Fast, Accurate, and Affordable: Sharded DiskANN for Multitenant Vector Search in Azure Cosmos DB

Introduction

Azure Cosmos DB now includes Sharded DiskANN, a powerful capability that optimized for large-scale multitenant apps by splitting a DiskANN index into smaller, more performant pieces. When you specify a VectorIndexShardKey in your container’s indexing policy, Azure Cosmos DB creates multiple DiskANN indexes, one for each unique value of the selected document property. This can provide multiple benefits including:

Lower latency – Each individual index is smaller, which allows vector searches to complete up to 91% faster than with a single, large index.
Reduced cost – Searching for a smaller index requires less compute, resulting in as much as 85% lower RU consumption.
Improved recall – By narrowing the search to a specific shard, results are more accurate and relevant, increasing recall up to 12%.
Better scalability – Sharding distributes data across multiple sub-indexes, enabling the system to scale more effectively with growing data.
Isolated vector data – Sharded DiskANN keeps vector data segmented by shard keys, helping you manage and isolate data more precisely. Searches only run against the data matching the selected shard key.

Use Cases

Sharded DiskANN is especially valuable in scenarios where data isolation and targeted search are essential, such as:

Multi-tenant environments – Shard vector indexes by tenant ID to ensure each tenant’s data is isolated. This setup allows queries to run independently for each tenant, improving both performance and cost.
Category-specific searches – Partition vector indexes by a property that defines a category (e.g., product type, region, or content tag). This allows vector searches to run exclusively within a given category, resulting in faster, more relevant results.

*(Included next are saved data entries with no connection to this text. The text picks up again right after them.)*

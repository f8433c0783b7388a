//! One disassembly run over one image
//!
//! A session owns the image, the static tables and the configuration. It
//! validates them together, derives the entry points once, and then runs any
//! number of strategies and reports over the same inputs.

use std::io::Write;

use crate::config::CrawlConfig;
use crate::decoder::Mcs96Decoder;
use crate::format::{Listing, OutputFormat};
use crate::image::RawImage;
use crate::memory_map::MemoryMap;
use crate::strategy::{Context, Strategy};
use crate::vectors::{EntryOrigin, EntryPoint, VectorTable};
use crate::{Disassembly, DisassemblyError};

pub struct Session {
    image: RawImage,
    config: CrawlConfig,
    memory_map: MemoryMap,
    vectors: VectorTable,
    entry_points: Vec<EntryPoint>,
    decoder: Mcs96Decoder,
}

impl Session {
    /// Session over the 8XC196EA memory map and vector table.
    pub fn new(image: RawImage, config: CrawlConfig) -> Result<Self, DisassemblyError> {
        Self::with_tables(image, config, MemoryMap::default(), VectorTable::default())
    }

    pub fn with_tables(
        image: RawImage,
        config: CrawlConfig,
        memory_map: MemoryMap,
        vectors: VectorTable,
    ) -> Result<Self, DisassemblyError> {
        config.validate()?;
        if image.len() < config.decode_end as usize {
            return Err(DisassemblyError::ImageTooShort {
                expected: config.decode_end as usize,
                actual: image.len(),
            });
        }

        let entry_points = derive_entry_points(&image, &config, &memory_map, &vectors);
        if entry_points.is_empty() {
            return Err(DisassemblyError::NoEntryPoints {
                start: config.decode_start,
                end: config.decode_end,
            });
        }
        log::debug!("Session ready with {} entry points", entry_points.len());

        Ok(Self { image, config, memory_map, vectors, entry_points, decoder: Mcs96Decoder::new() })
    }

    pub fn image(&self) -> &RawImage {
        &self.image
    }

    pub fn config(&self) -> &CrawlConfig {
        &self.config
    }

    /// Validated seeds: reset first, then vectors in table order.
    pub fn entry_points(&self) -> &[EntryPoint] {
        &self.entry_points
    }

    pub fn run(&self, strategy: Strategy) -> Result<Disassembly, DisassemblyError> {
        let ctx = Context {
            image: &self.image,
            decoder: &self.decoder,
            config: &self.config,
            memory_map: &self.memory_map,
            entry_points: &self.entry_points,
        };
        log::info!("Running {} over 0x{:06X}-0x{:06X}", strategy, self.config.decode_start, self.config.decode_end);
        strategy.run(&ctx)
    }

    pub fn listing<'a>(&'a self, disassembly: &'a Disassembly) -> Listing<'a> {
        Listing::new(disassembly, &self.image, &self.config, &self.memory_map, &self.vectors)
    }

    pub fn report(&self, disassembly: &Disassembly, format: OutputFormat) -> Result<String, DisassemblyError> {
        let listing = self.listing(disassembly);
        format.get_formatter().format(&listing)
    }

    pub fn write_report(
        &self,
        disassembly: &Disassembly,
        format: OutputFormat,
        mut out: impl Write,
    ) -> Result<(), DisassemblyError> {
        let report = self.report(disassembly, format)?;
        out.write_all(report.as_bytes())?;
        out.flush()?;
        Ok(())
    }
}

fn derive_entry_points(
    image: &RawImage,
    config: &CrawlConfig,
    memory_map: &MemoryMap,
    vectors: &VectorTable,
) -> Vec<EntryPoint> {
    let mut candidates = vec![EntryPoint { address: config.reset_address, origin: EntryOrigin::Reset }];
    for vector in vectors.vectors() {
        match VectorTable::entry_point(image, vector.vector_address, config.vector_base) {
            Some(address) => candidates.push(EntryPoint { address, origin: EntryOrigin::Vector(*vector) }),
            None => log::warn!(
                "Vector 0x{:06X} ({}) lies outside the image",
                vector.vector_address,
                vector.source_name
            ),
        }
    }

    let mut entry_points: Vec<EntryPoint> = Vec::with_capacity(candidates.len());
    for candidate in candidates {
        if !config.in_decode_range(candidate.address) || memory_map.is_ignored(candidate.address) {
            log::warn!("Dropping entry point {} outside the decode range", candidate.label());
            continue;
        }
        if !entry_points.contains(&candidate) {
            entry_points.push(candidate);
        }
    }
    entry_points
}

How is it different than a Partition Key?

The VectorIndexShardKey divides a DiskANN vector index into multiple distinct vector indexes, each corresponding to a unique value of the specified property. This segmentation ensures that vector searches are confined to the relevant subset of data, enhancing query efficiency and precision.

In contrast, the Partition Key in Cosmos DB determines how data is logically partitioned across the database’s physical infrastructure. When a partition key is specified in a query, Cosmos DB uses it to route the request directly to the pertinent physical partitions that store the corresponding data, optimizing both performance and scalability.

Note that the VectorIndexShardKey can reference the same path as the partition key or a different property within the document.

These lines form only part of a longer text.